Over my career I’ve seen more projects fail due to misuse of user stories than any other practice commonly used on agile teams.
You probably already know that user stories are just a simple format for writing requirements on scrum or agile teams.
Today I want to help you avoid some bad advice I see out there about what user stories are and how they can help (or hurt) you.
Before agile methods for development, teams wrote big documents describing the design of a software product before building it.
Since the project was designed up front, it was also funded up front.
The more detailed the documents, the better the estimate of costs.
But companies were finding that by the time software was done, customers wanted something different.
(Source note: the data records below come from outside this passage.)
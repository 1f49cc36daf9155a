//! Repository trait: the store interface the domain needs.
//!
//! The use case layer depends on this trait; the infrastructure layer
//! provides the concrete implementations (dependency inversion).

use async_trait::async_trait;

use super::{ParticipantName, RepositoryError, RoomId, RoomSnapshot, Vote};

/// Data access contract for shared room state.
///
/// Every mutating operation performs its store writes, then reconstructs a
/// [`RoomSnapshot`] via three independent reads (members, votes, revealed),
/// never from an in-memory cache. This favors cross-process correctness over
/// atomicity: a snapshot may observe writes from a concurrent handler that
/// interleaved between this handler's own writes and reads.
#[cfg_attr(test, mockall::automock)]
#[async_trait]
pub trait RoomRepository: Send + Sync {
    /// Add `name` to the room's member set; if a vote is given, record it
    /// too. Idempotent on membership: adding an existing member is a no-op
    /// for the set, but a given vote is still applied.
    async fn add_member(
        &self,
        room: &RoomId,
        name: &ParticipantName,
        vote: Option<Vote>,
    ) -> Result<RoomSnapshot, RepositoryError>;

    /// Remove `name` from the member set and delete their vote. Idempotent:
    /// removing an absent member is a no-op.
    async fn remove_member(
        &self,
        room: &RoomId,
        name: &ParticipantName,
    ) -> Result<RoomSnapshot, RepositoryError>;

    /// Set `name`'s vote unconditionally. Prior membership is not required.
    async fn set_vote(
        &self,
        room: &RoomId,
        name: &ParticipantName,
        vote: Vote,
    ) -> Result<RoomSnapshot, RepositoryError>;

    /// Delete the room's entire vote mapping. Members and the reveal flag
    /// are untouched.
    async fn clear_votes(&self, room: &RoomId) -> Result<RoomSnapshot, RepositoryError>;

    /// Set the room-wide reveal flag.
    async fn set_revealed(
        &self,
        room: &RoomId,
        revealed: bool,
    ) -> Result<RoomSnapshot, RepositoryError>;

    /// Read the current snapshot without mutating anything.
    async fn snapshot(&self, room: &RoomId) -> Result<RoomSnapshot, RepositoryError>;
}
Early leaders in the agile community came up with a great idea to only build and release a little bit of a software product at a time.
This would let the team change their mind about what to build once the project started.
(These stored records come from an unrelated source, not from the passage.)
//! WebSocket wire formats.
//!
//! Inbound events carry a `type` tag in kebab-case; outbound messages
//! mirror that convention. Each outbound message carries exactly one
//! snapshot field: a handler broadcasts only the fields its event is
//! allowed to touch, so a vote never re-announces the reveal flag.

use std::collections::HashMap;

use serde::{Deserialize, Serialize};

/// Inbound client events.
#[derive(Debug, Clone, Deserialize)]
#[serde(tag = "type", rename_all = "kebab-case")]
pub enum ClientEvent {
    /// Join a room, optionally casting an initial vote.
    Join {
        room: String,
        name: String,
        #[serde(default)]
        vote: Option<String>,
    },
    /// Cast or change a vote.
    Vote {
        room: String,
        name: String,
        vote: String,
    },
    /// Set the room-wide reveal flag.
    Reveal { room: String, revealed: bool },
    /// Clear every vote in the room.
    ClearVotes { room: String },
}

/// Outbound message type tags.
#[derive(Debug, Clone, Copy, PartialEq, Eq, Serialize)]
pub enum MessageType {
    #[serde(rename = "members-update")]
    MembersUpdate,
    #[serde(rename = "votes-update")]
    VotesUpdate,
    #[serde(rename = "reveal-update")]
    RevealUpdate,
    #[serde(rename = "error")]
    Error,
}

/// Room membership changed.
#[derive(Debug, Clone, Serialize)]
pub struct MembersUpdateMessage {
    pub r#type: MessageType,
    /// Sorted for deterministic output; ordering carries no meaning.
    pub members: Vec<String>,
}

/// The vote mapping changed. Only participants with a cast vote appear.
#[derive(Debug, Clone, Serialize)]
pub struct VotesUpdateMessage {
    pub r#type: MessageType,
    pub votes: HashMap<String, String>,
}

/// The reveal flag changed.
#[derive(Debug, Clone, Serialize)]
pub struct RevealUpdateMessage {
    pub r#type: MessageType,
    pub revealed: bool,
}

/// Connection-scoped error notification, sent point-to-point to the
/// originating connection only.
#[derive(Debug, Clone, Serialize)]
pub struct ErrorMessage {
    pub r#type: MessageType,
    pub message: String,
}

impl ErrorMessage {
    pub fn new(message: impl Into<String>) -> Self {
        Self {
            r#type: MessageType::Error,
            message: message.into(),
        }
    }
}

#[cfg(test)]
mod tests {
    use super::*;

    #[test]
    fn test_join_event_deserializes_with_optional_vote() {
        // テスト項目: join イベントは vote なしでもパースできる
        // given (前提条件):
        let json = r#"{"type":"join","room":"r1","name":"alice"}"#;

        // when (操作):
        let event: ClientEvent = serde_json::from_str(json).unwrap();

        // then (期待する結果):
        match event {
            ClientEvent::Join { room, name, vote } => {
                assert_eq!(room, "r1");
                assert_eq!(name, "alice");
                assert_eq!(vote, None);
            }
            other => panic!("unexpected event: {other:?}"),
        }
    }

    #[test]
    fn test_clear_votes_event_uses_kebab_case_tag() {
        // テスト項目: clear-votes イベントのタグは kebab-case
        // given (前提条件):
        let json = r#"{"type":"clear-votes","room":"r1"}"#;

        // when (操作):
        let event: ClientEvent = serde_json::from_str(json).unwrap();

        // then (期待する結果):
        assert!(matches!(event, ClientEvent::ClearVotes { room } if room == "r1"));
    }

    #[test]
    fn test_unknown_event_type_is_rejected() {
        // テスト項目: 未知のイベントタイプはエラー
        // given (前提条件):
        let json = r#"{"type":"shout","room":"r1"}"#;

        // when (操作):
        let result = serde_json::from_str::<ClientEvent>(json);

        // then (期待する結果):
        assert!(result.is_err());
    }

    #[test]
    fn test_outbound_messages_serialize_with_kebab_case_tags() {
        // テスト項目: 送信メッセージのタグが仕様どおりの kebab-case になる
        // given (前提条件):
        let msg = RevealUpdateMessage {
            r#type: MessageType::RevealUpdate,
            revealed: true,
        };

        // when (操作):
        let json = serde_json::to_string(&msg).unwrap();

        // then (期待する結果):
        assert_eq!(json, r#"{"type":"reveal-update","revealed":true}"#);
    }

    #[test]
    fn test_error_message_shape() {
        let json = serde_json::to_string(&ErrorMessage::new("Failed to join room")).unwrap();
        assert_eq!(json, r#"{"type":"error","message":"Failed to join room"}"#);
    }
}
Since it takes a long time to document something you might not build, the industry began using user stories to describe requirements.
The thought was to describe just enough about what value a feature offered to the customer that it could be prioritized.
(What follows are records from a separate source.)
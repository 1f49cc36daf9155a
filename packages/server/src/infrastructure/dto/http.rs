//! HTTP API wire formats.

use std::collections::HashMap;

use serde::Serialize;

use crate::domain::{RoomId, RoomSnapshot};

/// Read-only view of a room, served by `GET /api/rooms/{room_id}`.
#[derive(Debug, Clone, Serialize)]
pub struct RoomSnapshotDto {
    pub room: String,
    pub members: Vec<String>,
    pub votes: HashMap<String, String>,
    pub revealed: bool,
}

impl RoomSnapshotDto {
    pub fn new(room: &RoomId, snapshot: &RoomSnapshot) -> Self {
        Self {
            room: room.as_str().to_string(),
            members: snapshot.members.iter().cloned().collect(),
            votes: snapshot.votes.clone(),
            revealed: snapshot.revealed,
        }
    }
}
But some leaders and business owners still wanted to know exactly what they were getting before approving budget.
They forced people to estimate and scope every idea anyway because they were too scared to fund a team without knowing exactly what they were getting.
Many agile coaches tell teams that a user story is just a placeholder for a conversation.
Once the team starts working on it, they’ll talk with the customer or Product Manager and get the full details.
The problem is, once this conversation was held, many additional details emerged.
And this caused the estimate to go way up.
If your stakeholders (product managers, customers etc.) are focused on cost, you are much better off creating detailed acceptance criteria that describes a user story in detail before you give out any estimates.
Acceptance criteria reads like a test script and describes exactly how someone can use the software, or write an automated test, to verify it’s done and works right.
If you don’t have acceptance criteria, the rough estimate you give out for a user story will change.
And every time it does, you’ll lose trust with your stakeholders because you’ll look like you estimated wrong.
So match the level of detail in your design and requirements on your project with your stakeholder's tolerance for uncertainty.
If they are focused on costs, certainty, and predictable deadlines - writing only user stories and committing to estimates without acceptance criteria is foolish.
It’s like committing to a waterfall project with 10% of the documentation necessary to really estimate it.